Instructions to follow: A word-for-word copy of the entries is the only acceptable reply.

Exercise data:

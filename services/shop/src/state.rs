use std::sync::Arc;

use axum::extract::FromRef;
use sea_orm::DatabaseConnection;

use shop_auth_types::identity::JwtSecret;

use crate::config::ShopConfig;
use crate::infra::cache::{CacheStore, CachedProductList};
use crate::infra::db::{DbOrderRepository, DbProductRepository, DbUserRepository};
use crate::infra::throttle::{Rate, ThrottleRates};

/// Tunables resolved from [`ShopConfig`] at startup.
#[derive(Debug, Clone)]
pub struct Settings {
    pub page_size: u64,
    pub product_list_ttl_secs: u64,
    pub rates: ThrottleRates,
}

impl Settings {
    pub fn from_config(config: &ShopConfig) -> anyhow::Result<Self> {
        let rate = |name: &str, raw: &str| -> anyhow::Result<Rate> {
            raw.parse()
                .map_err(|e| anyhow::anyhow!("{name}: {e}"))
        };
        Ok(Self {
            page_size: config.page_size.max(1),
            product_list_ttl_secs: config.product_list_cache_ttl_secs,
            rates: ThrottleRates {
                anon: rate("THROTTLE_ANON_RATE", &config.throttle_anon_rate)?,
                products: rate("THROTTLE_PRODUCTS_RATE", &config.throttle_products_rate)?,
                orders: rate("THROTTLE_ORDERS_RATE", &config.throttle_orders_rate)?,
            },
        })
    }
}

/// Shared application state passed to every handler via axum `State`.
#[derive(Clone)]
pub struct AppState {
    pub db: DatabaseConnection,
    pub cache: CacheStore,
    pub jwt_secret: JwtSecret,
    pub settings: Arc<Settings>,
}

impl AppState {
    pub fn product_repo(&self) -> DbProductRepository {
        DbProductRepository {
            db: self.db.clone(),
        }
    }

    pub fn order_repo(&self) -> DbOrderRepository {
        DbOrderRepository {
            db: self.db.clone(),
        }
    }

    pub fn user_repo(&self) -> DbUserRepository {
        DbUserRepository {
            db: self.db.clone(),
        }
    }

    pub fn product_list_cache(&self) -> CachedProductList {
        CachedProductList {
            store: self.cache.clone(),
            ttl_secs: self.settings.product_list_ttl_secs,
        }
    }
}

impl FromRef<AppState> for JwtSecret {
    fn from_ref(state: &AppState) -> Self {
        state.jwt_secret.clone()
    }
}

impl FromRef<AppState> for DatabaseConnection {
    fn from_ref(state: &AppState) -> Self {
        state.db.clone()
    }
}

Solution below:
filename services/shop/src/state.rs
use std::sync::Arc;

use axum::extract::FromRef;
use sea_orm::DatabaseConnection;

use shop_auth_types::identity::JwtSecret;

use crate::config::ShopConfig;
use crate::infra::cache::{CacheStore, CachedProductList};
use crate::infra::db::{DbOrderRepository, DbProductRepository, DbUserRepository};
use crate::infra::throttle::{Rate, ThrottleRates};

/// Tunables resolved from [`ShopConfig`] at startup.
#[derive(Debug, Clone)]
pub struct Settings {
    pub page_size: u64,
    pub product_list_ttl_secs: u64,
    pub rates: ThrottleRates,
}

impl Settings {
    pub fn from_config(config: &ShopConfig) -> anyhow::Result<Self> {
        let rate = |name: &str, raw: &str| -> anyhow::Result<Rate> {
            raw.parse()
                .map_err(|e| anyhow::anyhow!("{name}: {e}"))
        };
        Ok(Self {
            page_size: config.page_size.max(1),
            product_list_ttl_secs: config.product_list_cache_ttl_secs,
            rates: ThrottleRates {
                anon: rate("THROTTLE_ANON_RATE", &config.throttle_anon_rate)?,
                products: rate("THROTTLE_PRODUCTS_RATE", &config.throttle_products_rate)?,
                orders: rate("THROTTLE_ORDERS_RATE", &config.throttle_orders_rate)?,
            },
        })
    }
}

/// Shared application state passed to every handler via axum `State`.
#[derive(Clone)]
pub struct AppState {
    pub db: DatabaseConnection,
    pub cache: CacheStore,
    pub jwt_secret: JwtSecret,
    pub settings: Arc<Settings>,
}

impl AppState {
    pub fn product_repo(&self) -> DbProductRepository {
        DbProductRepository {
            db: self.db.clone(),
        }
    }

    pub fn order_repo(&self) -> DbOrderRepository {
        DbOrderRepository {
            db: self.db.clone(),
        }
    }

    pub fn user_repo(&self) -> DbUserRepository {
        DbUserRepository {
            db: self.db.clone(),
        }
    }

    pub fn product_list_cache(&self) -> CachedProductList {
        CachedProductList {
            store: self.cache.clone(),
            ttl_secs: self.settings.product_list_ttl_secs,
        }
    }
}

impl FromRef<AppState> for JwtSecret {
    fn from_ref(state: &AppState) -> Self {
        state.jwt_secret.clone()
    }
}

impl FromRef<AppState> for DatabaseConnection {
    fn from_ref(state: &AppState) -> Self {
        state.db.clone()
    }
}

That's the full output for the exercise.